(Work request) Every record that follows should appear again in your answer, exactly the same.

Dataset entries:
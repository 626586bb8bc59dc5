//! A range-compressed set of symbol IDs, plus an `epsilon` flag for use in
//! FIRST/FOLLOW/prefix computation. Equivalent IDs are always stored as a
//! sorted, disjoint, maximally-merged vector of `(low, high)` pairs, so
//! that `includes_id` can binary-search rather than scan.

use crate::symbol::{Domain, Id};

#[derive(Clone, Debug, PartialEq, Eq)]
pub struct SymbolSet {
  domain: Domain,
  ranges: Vec<(Id, Id)>,
  epsilon: bool,
}

impl SymbolSet {
  pub fn new(domain: Domain) -> Self {
    Self { domain, ranges: Vec::new(), epsilon: false }
  }

  pub fn epsilon_only(domain: Domain) -> Self {
    Self { domain, ranges: Vec::new(), epsilon: true }
  }

  pub fn domain(&self) -> Domain {
    self.domain
  }

  pub fn has_epsilon(&self) -> bool {
    self.epsilon
  }

  pub fn set_epsilon(&mut self, value: bool) {
    self.epsilon = value;
  }

  /// Number of non-epsilon elements in the set.
  pub fn len(&self) -> u64 {
    self.ranges.iter().map(|&(lo, hi)| (hi - lo) as u64 + 1).sum()
  }

  pub fn is_empty(&self) -> bool {
    self.ranges.is_empty()
  }

  pub fn ranges(&self) -> &[(Id, Id)] {
    &self.ranges
  }

  pub fn add_id(&mut self, id: Id) {
    self.add_range(id, id);
  }

  pub fn add_range(&mut self, low: Id, high: Id) {
    assert!(low <= high);
    self.ranges.push((low, high));
    self.ranges.sort_unstable_by_key(|&(lo, _)| lo);
    let mut merged: Vec<(Id, Id)> = Vec::with_capacity(self.ranges.len());
    for &(lo, hi) in &self.ranges {
      if let Some(last) = merged.last_mut() {
        if lo <= last.1.saturating_add(1) {
          last.1 = last.1.max(hi);
          continue;
        }
      }
      merged.push((lo, hi));
    }
    self.ranges = merged;
  }

  pub fn add_set(&mut self, other: &SymbolSet) {
    for &(lo, hi) in &other.ranges {
      self.add_range(lo, hi);
    }
    self.epsilon = self.epsilon || other.epsilon;
  }

  pub fn remove_id(&mut self, id: Id) {
    self.remove_range(id, id);
  }

  pub fn remove_range(&mut self, low: Id, high: Id) {
    assert!(low <= high);
    let mut remaining = Vec::with_capacity(self.ranges.len());
    for &(rl, rh) in &self.ranges {
      if rh < low || rl > high {
        remaining.push((rl, rh));
        continue;
      }
      if rl < low {
        remaining.push((rl, low - 1));
      }
      if rh > high {
        remaining.push((high + 1, rh));
      }
    }
    self.ranges = remaining;
  }

  pub fn remove_set(&mut self, other: &SymbolSet) {
    for &(lo, hi) in &other.ranges {
      self.remove_range(lo, hi);
    }
    if other.epsilon {
      self.epsilon = false;
    }
  }

  pub fn includes_id(&self, id: Id) -> bool {
    self.ranges.binary_search_by(|&(lo, hi)| if id < lo { std::cmp::Ordering::Greater } else if id > hi { std::cmp::Ordering::Less } else { std::cmp::Ordering::Equal }).is_ok()
  }

  pub fn includes_range(&self, low: Id, high: Id) -> bool {
    assert!(low <= high);
    match self.ranges.binary_search_by(|&(lo, hi)| if low < lo { std::cmp::Ordering::Greater } else if low > hi { std::cmp::Ordering::Less } else { std::cmp::Ordering::Equal }) {
      Ok(idx) => self.ranges[idx].1 >= high,
      Err(_) => false,
    }
  }

  pub fn includes_set(&self, other: &SymbolSet) -> bool {
    if other.epsilon && !self.epsilon {
      return false;
    }
    other.ranges.iter().all(|&(lo, hi)| self.includes_range(lo, hi))
  }

  /// Complement relative to the full legal terminal range of this set's
  /// domain (which includes the end-of-input sentinel), with epsilon
  /// flipped.
  pub fn inverse(&self) -> SymbolSet {
    let (dom_lo, dom_hi) = self.domain.terminal_domain();
    let mut out = Vec::new();
    let mut cursor = dom_lo;
    let mut exhausted = false;
    for &(lo, hi) in &self.ranges {
      if lo > cursor {
        out.push((cursor, lo - 1));
      }
      if hi >= dom_hi {
        exhausted = true;
        break;
      }
      cursor = hi + 1;
    }
    if !exhausted && cursor <= dom_hi {
      out.push((cursor, dom_hi));
    }
    SymbolSet { domain: self.domain, ranges: out, epsilon: !self.epsilon }
  }

  pub fn union(&self, other: &SymbolSet) -> SymbolSet {
    let mut out = self.clone();
    out.add_set(other);
    out
  }

  pub fn difference(&self, other: &SymbolSet) -> SymbolSet {
    let mut out = self.clone();
    out.remove_set(other);
    out
  }

  /// Ascending iteration over IDs in the set. Epsilon is never yielded.
  pub fn iter(&self) -> impl Iterator<Item = Id> + '_ {
    self.ranges.iter().flat_map(|&(lo, hi)| lo..=hi)
  }
}

#[cfg(test)]
mod tests {
  use super::*;

  fn glyph() -> SymbolSet {
    SymbolSet::new(Domain::Glyph)
  }

  #[test]
  fn add_merges_adjacent_and_overlapping() {
    let mut s = glyph();
    s.add_range(10, 20);
    s.add_range(21, 30);
    s.add_range(5, 9);
    assert_eq!(s.ranges(), &[(5, 30)]);
  }

  #[test]
  fn remove_splits_interior_range() {
    let mut s = glyph();
    s.add_range(0, 100);
    s.remove_range(40, 50);
    assert_eq!(s.ranges(), &[(0, 39), (51, 100)]);
  }

  #[test]
  fn remove_shrinks_from_either_edge() {
    let mut s = glyph();
    s.add_range(0, 100);
    s.remove_range(0, 10);
    assert_eq!(s.ranges(), &[(11, 100)]);
    s.remove_range(90, 100);
    assert_eq!(s.ranges(), &[(11, 89)]);
  }

  #[test]
  fn includes_checks() {
    let mut s = glyph();
    s.add_range(10, 20);
    s.add_range(30, 40);
    assert!(s.includes_id(15));
    assert!(!s.includes_id(25));
    assert!(s.includes_range(10, 20));
    assert!(!s.includes_range(10, 21));
    assert!(!s.includes_range(18, 35));
  }

  #[test]
  fn inverse_round_trips() {
    let mut s = glyph();
    s.add_range(10, 20);
    s.add_range(1000, 2000);
    s.set_epsilon(true);
    let inv = s.inverse();
    assert!(!inv.includes_id(15));
    assert!(inv.includes_id(0));
    assert!(!inv.has_epsilon());
    let back = inv.inverse();
    assert_eq!(back, s);
  }

  #[test]
  fn inverse_of_empty_is_whole_domain() {
    let s = glyph();
    let inv = s.inverse();
    let (lo, hi) = Domain::Glyph.terminal_domain();
    assert_eq!(inv.ranges(), &[(lo, hi)]);
    assert!(inv.has_epsilon());
  }

  #[test]
  fn inverse_of_whole_domain_is_empty() {
    let mut s = glyph();
    let (lo, hi) = Domain::Glyph.terminal_domain();
    s.add_range(lo, hi);
    let inv = s.inverse();
    assert!(inv.is_empty());
  }

  #[test]
  fn union_and_difference_are_idempotent() {
    let mut s = glyph();
    s.add_range(0, 50);
    assert_eq!(s.union(&s), s);
    let empty = glyph();
    assert_eq!(s.difference(&s), empty);
  }

  #[test]
  fn iter_is_ascending() {
    let mut s = glyph();
    s.add_range(5, 7);
    s.add_range(20, 21);
    assert_eq!(s.iter().collect::<Vec<_>>(), vec![5, 6, 7, 20, 21]);
  }
}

(Finished task)
repository 626586bb8bc59dc5
//! A range-compressed set of symbol IDs, plus an `epsilon` flag for use in
//! FIRST/FOLLOW/prefix computation. Equivalent IDs are always stored as a
//! sorted, disjoint, maximally-merged vector of `(low, high)` pairs, so
//! that `includes_id` can binary-search rather than scan.

use crate::symbol::{Domain, Id};

#[derive(Clone, Debug, PartialEq, Eq)]
pub struct SymbolSet {
  domain: Domain,
  ranges: Vec<(Id, Id)>,
  epsilon: bool,
}

impl SymbolSet {
  pub fn new(domain: Domain) -> Self {
    Self { domain, ranges: Vec::new(), epsilon: false }
  }

  pub fn epsilon_only(domain: Domain) -> Self {
    Self { domain, ranges: Vec::new(), epsilon: true }
  }

  pub fn domain(&self) -> Domain {
    self.domain
  }

  pub fn has_epsilon(&self) -> bool {
    self.epsilon
  }

  pub fn set_epsilon(&mut self, value: bool) {
    self.epsilon = value;
  }

  /// Number of non-epsilon elements in the set.
  pub fn len(&self) -> u64 {
    self.ranges.iter().map(|&(lo, hi)| (hi - lo) as u64 + 1).sum()
  }

  pub fn is_empty(&self) -> bool {
    self.ranges.is_empty()
  }

  pub fn ranges(&self) -> &[(Id, Id)] {
    &self.ranges
  }

  pub fn add_id(&mut self, id: Id) {
    self.add_range(id, id);
  }

  pub fn add_range(&mut self, low: Id, high: Id) {
    assert!(low <= high);
    self.ranges.push((low, high));
    self.ranges.sort_unstable_by_key(|&(lo, _)| lo);
    let mut merged: Vec<(Id, Id)> = Vec::with_capacity(self.ranges.len());
    for &(lo, hi) in &self.ranges {
      if let Some(last) = merged.last_mut() {
        if lo <= last.1.saturating_add(1) {
          last.1 = last.1.max(hi);
          continue;
        }
      }
      merged.push((lo, hi));
    }
    self.ranges = merged;
  }

  pub fn add_set(&mut self, other: &SymbolSet) {
    for &(lo, hi) in &other.ranges {
      self.add_range(lo, hi);
    }
    self.epsilon = self.epsilon || other.epsilon;
  }

  pub fn remove_id(&mut self, id: Id) {
    self.remove_range(id, id);
  }

  pub fn remove_range(&mut self, low: Id, high: Id) {
    assert!(low <= high);
    let mut remaining = Vec::with_capacity(self.ranges.len());
    for &(rl, rh) in &self.ranges {
      if rh < low || rl > high {
        remaining.push((rl, rh));
        continue;
      }
      if rl < low {
        remaining.push((rl, low - 1));
      }
      if rh > high {
        remaining.push((high + 1, rh));
      }
    }
    self.ranges = remaining;
  }

  pub fn remove_set(&mut self, other: &SymbolSet) {
    for &(lo, hi) in &other.ranges {
      self.remove_range(lo, hi);
    }
    if other.epsilon {
      self.epsilon = false;
    }
  }

  pub fn includes_id(&self, id: Id) -> bool {
    self.ranges.binary_search_by(|&(lo, hi)| if id < lo { std::cmp::Ordering::Greater } else if id > hi { std::cmp::Ordering::Less } else { std::cmp::Ordering::Equal }).is_ok()
  }

  pub fn includes_range(&self, low: Id, high: Id) -> bool {
    assert!(low <= high);
    match self.ranges.binary_search_by(|&(lo, hi)| if low < lo { std::cmp::Ordering::Greater } else if low > hi { std::cmp::Ordering::Less } else { std::cmp::Ordering::Equal }) {
      Ok(idx) => self.ranges[idx].1 >= high,
      Err(_) => false,
    }
  }

  pub fn includes_set(&self, other: &SymbolSet) -> bool {
    if other.epsilon && !self.epsilon {
      return false;
    }
    other.ranges.iter().all(|&(lo, hi)| self.includes_range(lo, hi))
  }

  /// Complement relative to the full legal terminal range of this set's
  /// domain (which includes the end-of-input sentinel), with epsilon
  /// flipped.
  pub fn inverse(&self) -> SymbolSet {
    let (dom_lo, dom_hi) = self.domain.terminal_domain();
    let mut out = Vec::new();
    let mut cursor = dom_lo;
    let mut exhausted = false;
    for &(lo, hi) in &self.ranges {
      if lo > cursor {
        out.push((cursor, lo - 1));
      }
      if hi >= dom_hi {
        exhausted = true;
        break;
      }
      cursor = hi + 1;
    }
    if !exhausted && cursor <= dom_hi {
      out.push((cursor, dom_hi));
    }
    SymbolSet { domain: self.domain, ranges: out, epsilon: !self.epsilon }
  }

  pub fn union(&self, other: &SymbolSet) -> SymbolSet {
    let mut out = self.clone();
    out.add_set(other);
    out
  }

  pub fn difference(&self, other: &SymbolSet) -> SymbolSet {
    let mut out = self.clone();
    out.remove_set(other);
    out
  }

  /// Ascending iteration over IDs in the set. Epsilon is never yielded.
  pub fn iter(&self) -> impl Iterator<Item = Id> + '_ {
    self.ranges.iter().flat_map(|&(lo, hi)| lo..=hi)
  }
}

#[cfg(test)]
mod tests {
  use super::*;

  fn glyph() -> SymbolSet {
    SymbolSet::new(Domain::Glyph)
  }

  #[test]
  fn add_merges_adjacent_and_overlapping() {
    let mut s = glyph();
    s.add_range(10, 20);
    s.add_range(21, 30);
    s.add_range(5, 9);
    assert_eq!(s.ranges(), &[(5, 30)]);
  }

  #[test]
  fn remove_splits_interior_range() {
    let mut s = glyph();
    s.add_range(0, 100);
    s.remove_range(40, 50);
    assert_eq!(s.ranges(), &[(0, 39), (51, 100)]);
  }

  #[test]
  fn remove_shrinks_from_either_edge() {
    let mut s = glyph();
    s.add_range(0, 100);
    s.remove_range(0, 10);
    assert_eq!(s.ranges(), &[(11, 100)]);
    s.remove_range(90, 100);
    assert_eq!(s.ranges(), &[(11, 89)]);
  }

  #[test]
  fn includes_checks() {
    let mut s = glyph();
    s.add_range(10, 20);
    s.add_range(30, 40);
    assert!(s.includes_id(15));
    assert!(!s.includes_id(25));
    assert!(s.includes_range(10, 20));
    assert!(!s.includes_range(10, 21));
    assert!(!s.includes_range(18, 35));
  }

  #[test]
  fn inverse_round_trips() {
    let mut s = glyph();
    s.add_range(10, 20);
    s.add_range(1000, 2000);
    s.set_epsilon(true);
    let inv = s.inverse();
    assert!(!inv.includes_id(15));
    assert!(inv.includes_id(0));
    assert!(!inv.has_epsilon());
    let back = inv.inverse();
    assert_eq!(back, s);
  }

  #[test]
  fn inverse_of_empty_is_whole_domain() {
    let s = glyph();
    let inv = s.inverse();
    let (lo, hi) = Domain::Glyph.terminal_domain();
    assert_eq!(inv.ranges(), &[(lo, hi)]);
    assert!(inv.has_epsilon());
  }

  #[test]
  fn inverse_of_whole_domain_is_empty() {
    let mut s = glyph();
    let (lo, hi) = Domain::Glyph.terminal_domain();
    s.add_range(lo, hi);
    let inv = s.inverse();
    assert!(inv.is_empty());
  }

  #[test]
  fn union_and_difference_are_idempotent() {
    let mut s = glyph();
    s.add_range(0, 50);
    assert_eq!(s.union(&s), s);
    let empty = glyph();
    assert_eq!(s.difference(&s), empty);
  }

  #[test]
  fn iter_is_ascending() {
    let mut s = glyph();
    s.add_range(5, 7);
    s.add_range(20, 21);
    assert_eq!(s.iter().collect::<Vec<_>>(), vec![5, 6, 7, 20, 21]);
  }
}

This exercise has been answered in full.